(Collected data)

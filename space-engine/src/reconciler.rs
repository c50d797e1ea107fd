// Copyright (c) James Kassemi, SC, US. All rights reserved.

use std::collections::BTreeSet;
use std::sync::Arc;

use log::{debug, info};
use tokio_util::sync::CancellationToken;

use alloc_store::{AllocationStore, BucketAggregate, DateFilter};
use core_types::config::SpaceConfig;
use core_types::types::{
    add_count, BucketField, CountryCode, CountrySpace, Day, IpVersion, Tightness,
};
use snapshot_cache::{Snapshot, SnapshotKey, TieredSnapshots};

use crate::anchor::AnchorTable;
use crate::error::Result;
use crate::flatten::{flatten, BucketOwnership};

/// One space query: which countries hold which buckets as of `date`.
#[derive(Clone, Debug)]
pub struct SpaceRequest {
    pub version: IpVersion,
    pub date: Day,
    pub countries: BTreeSet<CountryCode>,
    pub tightness: Tightness,
    /// Persist the computed space back at the requested date.
    pub refresh: bool,
    /// Consult the snapshot tiers even when refreshing.
    pub force_cache: bool,
}

impl SpaceRequest {
    pub fn new(version: IpVersion, date: Day, countries: BTreeSet<CountryCode>) -> Self {
        Self {
            version,
            date,
            countries,
            tightness: Tightness::Straight,
            refresh: false,
            force_cache: false,
        }
    }

    pub fn with_tightness(mut self, tightness: Tightness) -> Self {
        self.tightness = tightness;
        self
    }

    pub fn with_refresh(mut self, refresh: bool) -> Self {
        self.refresh = refresh;
        self
    }

    pub fn with_force_cache(mut self, force_cache: bool) -> Self {
        self.force_cache = force_cache;
        self
    }
}

/// The computed country map plus the date it is effective for (the
/// requested date after clamping to the end of loaded data).
#[derive(Clone, Debug, PartialEq)]
pub struct ResolvedSpace {
    pub data: CountrySpace,
    pub snapshot_date: Day,
}

/// Flattened, route-facing form of a resolved space.
#[derive(Clone, Debug, PartialEq)]
pub struct SpaceResponse {
    pub blocks: Vec<BucketOwnership>,
    pub snapshot_date: Day,
}

#[derive(Debug, Default)]
pub struct WarmReport {
    pub resolved: usize,
    pub cancelled: bool,
}

/// The usable portion of a snapshot hit: how fresh it is and which of
/// the requested countries it actually answers for.
struct CachedSlice {
    date: Day,
    found: BTreeSet<CountryCode>,
}

/// Answers space queries by stitching snapshots together with targeted
/// allocation-store aggregations, instead of re-scanning full history
/// on every request.
pub struct SpaceReconciler {
    config: SpaceConfig,
    anchors: AnchorTable,
    allocations: Arc<dyn AllocationStore>,
    snapshots: TieredSnapshots,
}

impl SpaceReconciler {
    pub fn new(
        config: SpaceConfig,
        allocations: Arc<dyn AllocationStore>,
        snapshots: TieredSnapshots,
    ) -> Self {
        let anchors = AnchorTable::from_config(&config);
        Self {
            config,
            anchors,
            allocations,
            snapshots,
        }
    }

    pub fn anchor_table(&self) -> &AnchorTable {
        &self.anchors
    }

    /// Computes the per-country bucket counts effective at the requested
    /// date.
    ///
    /// The snapshot nearest at or before the date seeds the result for
    /// the countries it knows; a delta aggregation over `(snapshot date,
    /// requested date]` brings those forward, and a full-history
    /// aggregation fills in the countries the snapshot is missing. With
    /// `refresh` the combined result is persisted back at the requested
    /// date before returning.
    pub async fn resolve(&self, request: &SpaceRequest) -> Result<ResolvedSpace> {
        let date = self.clamp_date(request.version, request.date);
        if request.countries.is_empty() {
            return Ok(ResolvedSpace {
                data: CountrySpace::new(),
                snapshot_date: date,
            });
        }

        let mut combined = CountrySpace::new();
        let mut cached: Option<CachedSlice> = None;

        if !request.refresh || request.force_cache {
            let anchor = self.anchors.nearest_anchor(request.version, date);
            let key = SnapshotKey::new(request.version, anchor, request.tightness);
            if let Some(snapshot) = self.snapshots.get(&key).await? {
                let found: BTreeSet<CountryCode> = request
                    .countries
                    .intersection(&snapshot.known_countries)
                    .copied()
                    .collect();
                for country in &found {
                    if let Some(buckets) = snapshot.data.get(country) {
                        combined.insert(*country, buckets.clone());
                    }
                }
                if !request.refresh && snapshot.date == date && found == request.countries {
                    debug!("snapshot {} answers the request in full", key.token());
                    return Ok(ResolvedSpace {
                        data: combined,
                        snapshot_date: snapshot.date,
                    });
                }
                cached = Some(CachedSlice {
                    date: snapshot.date,
                    found,
                });
            }
        }

        let field = BucketField::select(request.version, request.tightness);

        // Countries the snapshot could not answer for need full history.
        let full_set: BTreeSet<CountryCode> = match &cached {
            None => request.countries.clone(),
            Some(slice) => request
                .countries
                .difference(&slice.found)
                .copied()
                .collect(),
        };
        if !full_set.is_empty() {
            let rows = self
                .allocations
                .aggregate(request.version, field, &full_set, DateFilter::through(date))
                .await?;
            debug!(
                "full aggregation through {date} countries={} rows={}",
                full_set.len(),
                rows.len()
            );
            merge_rows(&mut combined, rows);
        }

        // Countries the snapshot did answer for only need the window
        // between its date and the requested date.
        if let Some(slice) = &cached {
            if slice.date < date && !slice.found.is_empty() {
                let rows = self
                    .allocations
                    .aggregate(
                        request.version,
                        field,
                        &slice.found,
                        DateFilter::between(slice.date, date),
                    )
                    .await?;
                debug!(
                    "delta aggregation ({}, {date}] countries={} rows={}",
                    slice.date,
                    slice.found.len(),
                    rows.len()
                );
                merge_rows(&mut combined, rows);
            }
        }

        if request.refresh {
            self.persist(request, date, &combined).await?;
        }

        combined.retain(|country, _| request.countries.contains(country));
        Ok(ResolvedSpace {
            data: combined,
            snapshot_date: date,
        })
    }

    /// Resolves and flattens to one winning country per bucket.
    pub async fn resolve_space(&self, request: &SpaceRequest) -> Result<SpaceResponse> {
        let resolved = self.resolve(request).await?;
        Ok(SpaceResponse {
            blocks: flatten(&resolved.data),
            snapshot_date: resolved.snapshot_date,
        })
    }

    /// Precomputes a snapshot at every anchor for the configured warm
    /// country set, across both address families and, for v6, both
    /// bucket granularities.
    pub async fn warm(&self, cancel: &CancellationToken) -> Result<WarmReport> {
        let countries: BTreeSet<CountryCode> =
            self.config.warm_countries.iter().copied().collect();
        let mut plan: Vec<(IpVersion, Day, Tightness)> = Vec::new();
        for date in self.anchors.anchors(IpVersion::V4) {
            plan.push((IpVersion::V4, *date, Tightness::Straight));
        }
        for tightness in [Tightness::Straight, Tightness::Tight] {
            for date in self.anchors.anchors(IpVersion::V6) {
                plan.push((IpVersion::V6, *date, tightness));
            }
        }
        info!(
            "warming {} snapshots over {} countries",
            plan.len(),
            countries.len()
        );

        let mut report = WarmReport::default();
        for (version, date, tightness) in plan {
            if cancel.is_cancelled() {
                info!("warm pass cancelled after {} snapshots", report.resolved);
                report.cancelled = true;
                break;
            }
            let request = SpaceRequest::new(version, date, countries.clone())
                .with_tightness(tightness)
                .with_refresh(true)
                .with_force_cache(true);
            self.resolve(&request).await?;
            report.resolved += 1;
        }
        Ok(report)
    }

    /// Snapshots always land at the exact (clamped) requested date, not
    /// at the anchor the lookup resolved to.
    async fn persist(&self, request: &SpaceRequest, date: Day, data: &CountrySpace) -> Result<()> {
        if data.is_empty() {
            debug!("nothing to persist for v{} at {date}", request.version);
            return Ok(());
        }
        let key = SnapshotKey::new(request.version, date, request.tightness);
        let mut known = request.countries.clone();
        let mut body = data.clone();
        if self.config.union_known_countries {
            if let Some(previous) = self.snapshots.get(&key).await? {
                for (country, buckets) in previous.data {
                    body.entry(country).or_insert(buckets);
                }
                known.extend(previous.known_countries.iter().copied());
            }
        }
        debug!(
            "persisting snapshot key={} known_countries={}",
            key.token(),
            known.len()
        );
        self.snapshots
            .put(&key, Snapshot::new(date, known, body))
            .await?;
        Ok(())
    }

    fn clamp_date(&self, version: IpVersion, date: Day) -> Day {
        let end = self.config.alloc_end(version);
        if date > end {
            info!("clamping v{version} query date {date} to end of loaded data {end}");
            return end;
        }
        date
    }
}

fn merge_rows(space: &mut CountrySpace, rows: Vec<BucketAggregate>) {
    for row in rows {
        add_count(space, row.country, row.bucket, row.count);
    }
}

Exercise details:
Using the data above, print exactly the lines from the line that contains "let mut body = data.clone();" through the line that contains "known.extend(previous.known_countries.iter().copied());", with both included.

Exercise output:
        let mut body = data.clone();
        if self.config.union_known_countries {
            if let Some(previous) = self.snapshots.get(&key).await? {
                for (country, buckets) in previous.data {
                    body.entry(country).or_insert(buckets);
                }
                known.extend(previous.known_countries.iter().copied());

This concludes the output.